After leaving Fleet Foxes, Tillman moved to Los Angeles and signed to his next record label Sub Pop. Dissatisfied with the slow and sad music he had previously made, he adopted the performing name of Father John Misty. The first album under his new name, Fear Fun, was released on May 1, 2012. A couple of months before the release of the album a video was released for the song "Hollywood Forever Cemetery Sings" starring Parks and Recreations Aubrey Plaza. The album was a dramatic departure from any of Tillman's prior releases.

As Father John Misty, Tillman was featured on Kid Cudi's 2013 album Indicud. Tillman wrote an essay about Damien Jurado's recording, Brothers and Sisters of the Eternal Son (Secretly Canadian, 2014). He also wrote the soundtrack for a short film called The History of Caves, directed by his wife, filmmaker Emma Elizabeth Tillman.
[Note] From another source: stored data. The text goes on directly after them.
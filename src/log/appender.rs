// Copyright 2025 jonefeewang@gmail.com
//
// Licensed under the Apache License, Version 2.0 (the "License");
// you may not use this file except in compliance with the License.
// You may obtain a copy of the License at
//
//     http://www.apache.org/licenses/LICENSE-2.0
//
// Unless required by applicable law or agreed to in writing, software
// distributed under the License is distributed on an "AS IS" BASIS,
// WITHOUT WARRANTIES OR CONDITIONS OF ANY KIND, either express or implied.
// See the License for the specific language governing permissions and
// limitations under the License.

use std::path::PathBuf;
use std::sync::Arc;
use std::time::Duration;

use bytes::{Bytes, BytesMut};
use tokio::sync::{mpsc, oneshot, Mutex};
use tokio::task::JoinHandle;
use tokio::time::{self, MissedTickBehavior};
use tokio_util::sync::CancellationToken;
use tracing::{debug, error, info, info_span, trace, warn, Instrument};

use crate::log::{LogSegmentFactory, LogSegmentWriter, TopicSegmentRegistry};
use crate::message::{
    assign_offsets, validate_encoded_batch, BatchHeader, CompressionType, LogRecord,
    LogRecordBatch,
};
use crate::{AppError, AppResult};

/// Entry in an appender's pending queue.
#[derive(Debug)]
enum PendingAppend {
    Payload(Bytes),
    /// Publisher-encoded frame; offsets are assigned at flush time.
    EncodedBatch(BytesMut),
}

type FlushReply = oneshot::Sender<AppResult<u64>>;

/// Per-topic batching writer.
///
/// Producers only touch a bounded queue; a single background task drains it on
/// every flush interval, turns the drained payloads into one batch with
/// consecutive offsets starting at the high-water mark, writes it to the active
/// segment and only then advances the high-water mark. Rolling happens on the
/// same task, before a write, once the active segment reached its size limit.
#[derive(Debug)]
pub struct CommitLogAppender {
    topic: String,
    sender: async_channel::Sender<PendingAppend>,
    flush_requests: mpsc::Sender<FlushReply>,
    shutdown: CancellationToken,
    worker: Mutex<Option<JoinHandle<AppResult<()>>>>,
}

impl CommitLogAppender {
    /// Opens a writer on the registry's active segment and starts the flush loop.
    /// Must be called from within a tokio runtime.
    pub fn new(
        registry: Arc<TopicSegmentRegistry>,
        segment_factory: LogSegmentFactory,
        flush_interval: Duration,
        compression: CompressionType,
    ) -> AppResult<Self> {
        let topic = registry.topic().to_string();
        let writer = segment_factory.create_writer(&registry.active_segment())?;
        let queue_capacity = segment_factory.config().queue_capacity.max(1);
        let (sender, receiver) = async_channel::bounded(queue_capacity);
        let (flush_requests, flush_receiver) = mpsc::channel(16);
        let shutdown = CancellationToken::new();

        let worker = AppendWorker {
            directory: registry.directory().to_path_buf(),
            registry,
            segment_factory,
            writer,
            receiver,
            flush_receiver,
            shutdown: shutdown.clone(),
            flush_interval,
            compression,
        };
        let span = info_span!("commit_log_appender", topic = %topic);
        let handle = tokio::spawn(worker.run().instrument(span));
        info!(topic = %topic, ?flush_interval, "commit log appender started");

        Ok(Self {
            topic,
            sender,
            flush_requests,
            shutdown,
            worker: Mutex::new(Some(handle)),
        })
    }

    pub fn topic(&self) -> &str {
        &self.topic
    }

    /// Queues one payload; waits while the queue is full.
    pub async fn append(&self, payload: impl Into<Bytes>) -> AppResult<()> {
        self.enqueue(PendingAppend::Payload(payload.into())).await
    }

    /// Like [`append`](Self::append), but gives up waiting for queue space once
    /// `cancel` fires. A payload that made it into the queue is flushed
    /// regardless.
    pub async fn append_cancellable(
        &self,
        payload: impl Into<Bytes>,
        cancel: &CancellationToken,
    ) -> AppResult<()> {
        let item = PendingAppend::Payload(payload.into());
        tokio::select! {
            biased;
            _ = cancel.cancelled() => Err(AppError::Cancelled(format!("append to topic {}", self.topic))),
            result = self.enqueue(item) => result,
        }
    }

    /// Queues a publisher-encoded batch frame. Its offsets are rewritten in place
    /// at flush time, keeping its position in the queue relative to single
    /// payload appends.
    pub async fn append_batch(&self, frame: BytesMut) -> AppResult<()> {
        validate_encoded_batch(&frame)?;
        self.enqueue(PendingAppend::EncodedBatch(frame)).await
    }

    async fn enqueue(&self, item: PendingAppend) -> AppResult<()> {
        if self.shutdown.is_cancelled() {
            return Err(self.disposed_error());
        }
        self.sender.send(item).await.map_err(|_| {
            if self.shutdown.is_cancelled() {
                self.disposed_error()
            } else {
                AppError::IllegalStateError(format!(
                    "appender for topic {} stopped after a failed flush",
                    self.topic
                ))
            }
        })
    }

    /// Flushes everything queued so far and returns the resulting high-water mark.
    pub async fn flush(&self) -> AppResult<u64> {
        if self.shutdown.is_cancelled() {
            return Err(self.disposed_error());
        }
        let (reply, response) = oneshot::channel();
        self.flush_requests.send(reply).await.map_err(|_| {
            AppError::IllegalStateError(format!("appender for topic {} is not running", self.topic))
        })?;
        response
            .await
            .map_err(|e| AppError::ChannelRecvError(e.to_string()))?
    }

    /// Stops accepting appends, flushes what is still queued and closes the
    /// active segment. Returns the error that stopped the flush loop, if any.
    /// Later calls return `Ok(())`.
    pub async fn dispose(&self) -> AppResult<()> {
        self.sender.close();
        self.shutdown.cancel();
        let mut worker = self.worker.lock().await;
        let Some(handle) = worker.take() else {
            return Ok(());
        };
        let result = handle
            .await
            .map_err(|e| AppError::IllegalStateError(format!("appender task failed: {}", e)))?;
        debug!(topic = %self.topic, "commit log appender disposed");
        result
    }

    fn disposed_error(&self) -> AppError {
        AppError::Disposed(format!("appender for topic {}", self.topic))
    }
}

/// Takes at most `limit` queued appends, so producers refilling the queue
/// during a flush wait for the next cycle.
fn drain_pending(
    receiver: &async_channel::Receiver<PendingAppend>,
    limit: usize,
) -> Vec<PendingAppend> {
    let mut pending = Vec::with_capacity(limit);
    while pending.len() < limit {
        match receiver.try_recv() {
            Ok(item) => pending.push(item),
            Err(_) => break,
        }
    }
    pending
}

struct AppendWorker {
    directory: PathBuf,
    registry: Arc<TopicSegmentRegistry>,
    segment_factory: LogSegmentFactory,
    writer: LogSegmentWriter,
    receiver: async_channel::Receiver<PendingAppend>,
    flush_receiver: mpsc::Receiver<FlushReply>,
    shutdown: CancellationToken,
    flush_interval: Duration,
    compression: CompressionType,
}

impl AppendWorker {
    async fn run(mut self) -> AppResult<()> {
        let mut ticker = time::interval(self.flush_interval);
        ticker.set_missed_tick_behavior(MissedTickBehavior::Delay);
        // the first tick completes immediately
        ticker.tick().await;

        let result = loop {
            tokio::select! {
                _ = self.shutdown.cancelled() => {
                    debug!("flush loop cancelled, flushing remaining appends");
                    break self.flush_pending().await.map(|_| ());
                }
                _ = ticker.tick() => {
                    if let Err(e) = self.flush_pending().await {
                        break Err(e);
                    }
                    if self.receiver.is_closed() && self.receiver.is_empty() {
                        break Ok(());
                    }
                }
                Some(reply) = self.flush_receiver.recv() => {
                    match self.flush_pending().await {
                        Ok(high_water_mark) => {
                            let _ = reply.send(Ok(high_water_mark));
                        }
                        Err(e) => {
                            // refuse appends before the caller learns about the failure
                            self.receiver.close();
                            let _ = reply.send(Err(AppError::IllegalStateError(format!(
                                "flush of topic {} failed: {}",
                                self.registry.topic(),
                                e
                            ))));
                            break Err(e);
                        }
                    }
                }
            }
        };

        if let Err(e) = &result {
            error!("flush loop stopped, queued appends are dropped: {}", e);
        }
        // nothing can be appended once the loop is gone
        self.receiver.close();
        let disposed = self.writer.dispose().await;
        result.and(disposed)
    }

    /// Drains the queue, writes the drained appends and returns the high-water
    /// mark. Appends drained in a failed cycle are lost.
    async fn flush_pending(&mut self) -> AppResult<u64> {
        let pending = drain_pending(&self.receiver, self.receiver.len());
        if pending.is_empty() {
            return Ok(self.registry.high_water_mark());
        }
        trace!(count = pending.len(), "flushing pending appends");

        let mut payloads = Vec::new();
        for item in pending {
            match item {
                PendingAppend::Payload(payload) => payloads.push(payload),
                PendingAppend::EncodedBatch(frame) => {
                    self.write_payloads(std::mem::take(&mut payloads)).await?;
                    self.write_encoded(frame).await?;
                }
            }
        }
        self.write_payloads(payloads).await?;
        Ok(self.registry.high_water_mark())
    }

    async fn write_payloads(&mut self, payloads: Vec<Bytes>) -> AppResult<()> {
        if payloads.is_empty() {
            return Ok(());
        }
        self.roll_if_needed().await?;

        let base_offset = self.registry.high_water_mark();
        let timestamp = self.next_timestamp();
        let records = payloads
            .into_iter()
            .zip(base_offset..)
            .map(|(payload, offset)| LogRecord::new(offset, timestamp, payload))
            .collect();
        let batch = LogRecordBatch::new(base_offset, records, self.compression)?;
        let frame = batch.encode()?.freeze();

        self.writer.append(frame, base_offset, timestamp).await?;
        self.registry.update_current_offset(batch.last_offset() + 1);
        Ok(())
    }

    async fn write_encoded(&mut self, mut frame: BytesMut) -> AppResult<()> {
        self.roll_if_needed().await?;

        let base_offset = self.registry.high_water_mark();
        let next_offset = match assign_offsets(base_offset, &mut frame) {
            Ok(next_offset) => next_offset,
            Err(e) => {
                // validated on enqueue, so this only drops the one batch
                warn!("dropping encoded batch: {}", e);
                return Ok(());
            }
        };
        let header = BatchHeader::parse(&frame)?;

        self.writer
            .append(frame.freeze(), base_offset, header.base_timestamp)
            .await?;
        self.registry.update_current_offset(next_offset);
        Ok(())
    }

    /// Wall clock in epoch milliseconds, never behind the last stamped batch of
    /// the topic, including batches recovered from disk.
    fn next_timestamp(&self) -> u64 {
        let now = u64::try_from(chrono::Utc::now().timestamp_millis()).unwrap_or_default();
        let timestamp = self.registry.last_timestamp().max(now);
        self.registry.update_last_timestamp(timestamp);
        timestamp
    }

    /// Closes the full active segment and opens a new one at the high-water mark.
    async fn roll_if_needed(&mut self) -> AppResult<()> {
        if !self.writer.should_roll() {
            return Ok(());
        }
        let base_offset = self.registry.high_water_mark();
        let previous = self.writer.segment().base_offset;
        self.writer.dispose().await?;

        let segment = self
            .segment_factory
            .create_log_segment(&self.directory, base_offset);
        self.writer = self.segment_factory.create_writer(&segment)?;
        self.registry.update_active_segment(segment);
        info!(previous, base_offset, "rolled to new segment");
        Ok(())
    }
}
The "Limited Run Promotional Poster" was available at the artist's website, and promoted a purported release called New Winter, described as a "Christmas Neu-Jazz Double Album", and quoted several paradoxes and reviews (for example, from The Wall Street Journal, calling it the "new standard by which all seasonal music must now be measured", or from Spin, giving the release 10 out of 10 points and calling it "[e]ssential year-round listening"). The poster text further states that the release will be sold as "compact disc" as well as "[l]imited edition prismatic hologram 6xLP on merlot and emerald semi-translucent 180 gram vinyl with original alternate-side etchings by Josh Tillman available till[sic] supplies last". The poster names five songs that are part of the track list: "Gesture I: Inoculation (Mother and Child)", "Gesture II: Feast of Spirits", "Anacrusis Future Seed", "Naked Fire/The Fifth Season" and "Gemini".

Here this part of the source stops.